## Your goal
Take the entries below and give them back exactly. Leave out nothing.

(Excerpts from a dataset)
----

use serde::{Deserialize, Serialize};

/// Three-tier authenticity label derived from the detector's fake-likelihood
/// score (0-100).
#[derive(Debug, Clone, Copy, PartialEq, Eq, Serialize, Deserialize)]
#[serde(rename_all = "SCREAMING_SNAKE_CASE")]
pub enum Classification {
    Authentic,
    Suspicious,
    LikelyFake,
}

impl Classification {
    /// Maps a 0-100 fake-likelihood score to a classification.
    ///
    /// Boundaries are inclusive on the lower tier: exactly 20 is still
    /// `Authentic`, exactly 60 is still `Suspicious`.
    #[must_use]
    pub fn from_score(score: f64) -> Self {
        if score <= 20.0 {
            Self::Authentic
        } else if score <= 60.0 {
            Self::Suspicious
        } else {
            Self::LikelyFake
        }
    }

    #[must_use]
    pub const fn as_str(self) -> &'static str {
        match self {
            Self::Authentic => "AUTHENTIC",
            Self::Suspicious => "SUSPICIOUS",
            Self::LikelyFake => "LIKELY_FAKE",
        }
    }

    /// User-facing trust-level string attached to the owning content.
    #[must_use]
    pub const fn trust_level(self) -> &'static str {
        match self {
            Self::Authentic => "authentic",
            Self::Suspicious => "suspicious",
            Self::LikelyFake => "likely_fake",
        }
    }
}

/// Trust level for content that may not have a classification yet.
#[must_use]
pub const fn trust_level(classification: Option<Classification>) -> &'static str {
    match classification {
        Some(c) => c.trust_level(),
        None => "pending",
    }
}

/// The detector reports a 0-1 fake-probability; the pipeline classifies on a
/// 0-100 scale.
#[must_use]
pub fn score_from_fake_probability(probability: f64) -> f64 {
    (probability * 100.0).clamp(0.0, 100.0)
}

#[cfg(test)]
mod tests {
    use super::*;
    use rstest::rstest;

    #[rstest]
    #[case(0.0, Classification::Authentic)]
    #[case(5.0, Classification::Authentic)]
    #[case(20.0, Classification::Authentic)]
    #[case(20.1, Classification::Suspicious)]
    #[case(21.0, Classification::Suspicious)]
    #[case(40.0, Classification::Suspicious)]
    #[case(60.0, Classification::Suspicious)]
    #[case(60.1, Classification::LikelyFake)]
    #[case(61.0, Classification::LikelyFake)]
    #[case(75.0, Classification::LikelyFake)]
    #[case(100.0, Classification::LikelyFake)]
    fn test_score_boundaries(#[case] score: f64, #[case] expected: Classification) {
        assert_eq!(Classification::from_score(score), expected);
    }

    #[rstest]
    #[case(Classification::Authentic, "authentic")]
    #[case(Classification::Suspicious, "suspicious")]
    #[case(Classification::LikelyFake, "likely_fake")]
    fn test_trust_levels(#[case] classification: Classification, #[case] expected: &str) {
        assert_eq!(classification.trust_level(), expected);
        assert_eq!(trust_level(Some(classification)), expected);
    }

    #[test]
    fn test_pending_without_classification() {
        assert_eq!(trust_level(None), "pending");
    }

    #[test]
    fn test_score_from_probability() {
        assert!((score_from_fake_probability(0.05) - 5.0).abs() < f64::EPSILON);
        assert!((score_from_fake_probability(0.75) - 75.0).abs() < f64::EPSILON);
        assert!((score_from_fake_probability(1.5) - 100.0).abs() < f64::EPSILON);
        assert!((score_from_fake_probability(-0.5) - 0.0).abs() < f64::EPSILON);
    }

    #[test]
    fn test_serde_screaming_snake() -> color_eyre::Result<()> {
        let json = serde_json::to_string(&Classification::LikelyFake)?;
        assert_eq!(json, "\"LIKELY_FAKE\"");
        Ok(())
    }
}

----

## Solution below
use serde::{Deserialize, Serialize};

/// Three-tier authenticity label derived from the detector's fake-likelihood
/// score (0-100).
#[derive(Debug, Clone, Copy, PartialEq, Eq, Serialize, Deserialize)]
#[serde(rename_all = "SCREAMING_SNAKE_CASE")]
pub enum Classification {
    Authentic,
    Suspicious,
    LikelyFake,
}

impl Classification {
    /// Maps a 0-100 fake-likelihood score to a classification.
    ///
    /// Boundaries are inclusive on the lower tier: exactly 20 is still
    /// `Authentic`, exactly 60 is still `Suspicious`.
    #[must_use]
    pub fn from_score(score: f64) -> Self {
        if score <= 20.0 {
            Self::Authentic
        } else if score <= 60.0 {
            Self::Suspicious
        } else {
            Self::LikelyFake
        }
    }

    #[must_use]
    pub const fn as_str(self) -> &'static str {
        match self {
            Self::Authentic => "AUTHENTIC",
            Self::Suspicious => "SUSPICIOUS",
            Self::LikelyFake => "LIKELY_FAKE",
        }
    }

    /// User-facing trust-level string attached to the owning content.
    #[must_use]
    pub const fn trust_level(self) -> &'static str {
        match self {
            Self::Authentic => "authentic",
            Self::Suspicious => "suspicious",
            Self::LikelyFake => "likely_fake",
        }
    }
}

/// Trust level for content that may not have a classification yet.
#[must_use]
pub const fn trust_level(classification: Option<Classification>) -> &'static str {
    match classification {
        Some(c) => c.trust_level(),
        None => "pending",
    }
}

/// The detector reports a 0-1 fake-probability; the pipeline classifies on a
/// 0-100 scale.
#[must_use]
pub fn score_from_fake_probability(probability: f64) -> f64 {
    (probability * 100.0).clamp(0.0, 100.0)
}

#[cfg(test)]
mod tests {
    use super::*;
    use rstest::rstest;

    #[rstest]
    #[case(0.0, Classification::Authentic)]
    #[case(5.0, Classification::Authentic)]
    #[case(20.0, Classification::Authentic)]
    #[case(20.1, Classification::Suspicious)]
    #[case(21.0, Classification::Suspicious)]
    #[case(40.0, Classification::Suspicious)]
    #[case(60.0, Classification::Suspicious)]
    #[case(60.1, Classification::LikelyFake)]
    #[case(61.0, Classification::LikelyFake)]
    #[case(75.0, Classification::LikelyFake)]
    #[case(100.0, Classification::LikelyFake)]
    fn test_score_boundaries(#[case] score: f64, #[case] expected: Classification) {
        assert_eq!(Classification::from_score(score), expected);
    }

    #[rstest]
    #[case(Classification::Authentic, "authentic")]
    #[case(Classification::Suspicious, "suspicious")]
    #[case(Classification::LikelyFake, "likely_fake")]
    fn test_trust_levels(#[case] classification: Classification, #[case] expected: &str) {
        assert_eq!(classification.trust_level(), expected);
        assert_eq!(trust_level(Some(classification)), expected);
    }

    #[test]
    fn test_pending_without_classification() {
        assert_eq!(trust_level(None), "pending");
    }

    #[test]
    fn test_score_from_probability() {
        assert!((score_from_fake_probability(0.05) - 5.0).abs() < f64::EPSILON);
        assert!((score_from_fake_probability(0.75) - 75.0).abs() < f64::EPSILON);
        assert!((score_from_fake_probability(1.5) - 100.0).abs() < f64::EPSILON);
        assert!((score_from_fake_probability(-0.5) - 0.0).abs() < f64::EPSILON);
    }

    #[test]
    fn test_serde_screaming_snake() -> color_eyre::Result<()> {
        let json = serde_json::to_string(&Classification::LikelyFake)?;
        assert_eq!(json, "\"LIKELY_FAKE\"");
        Ok(())
    }
}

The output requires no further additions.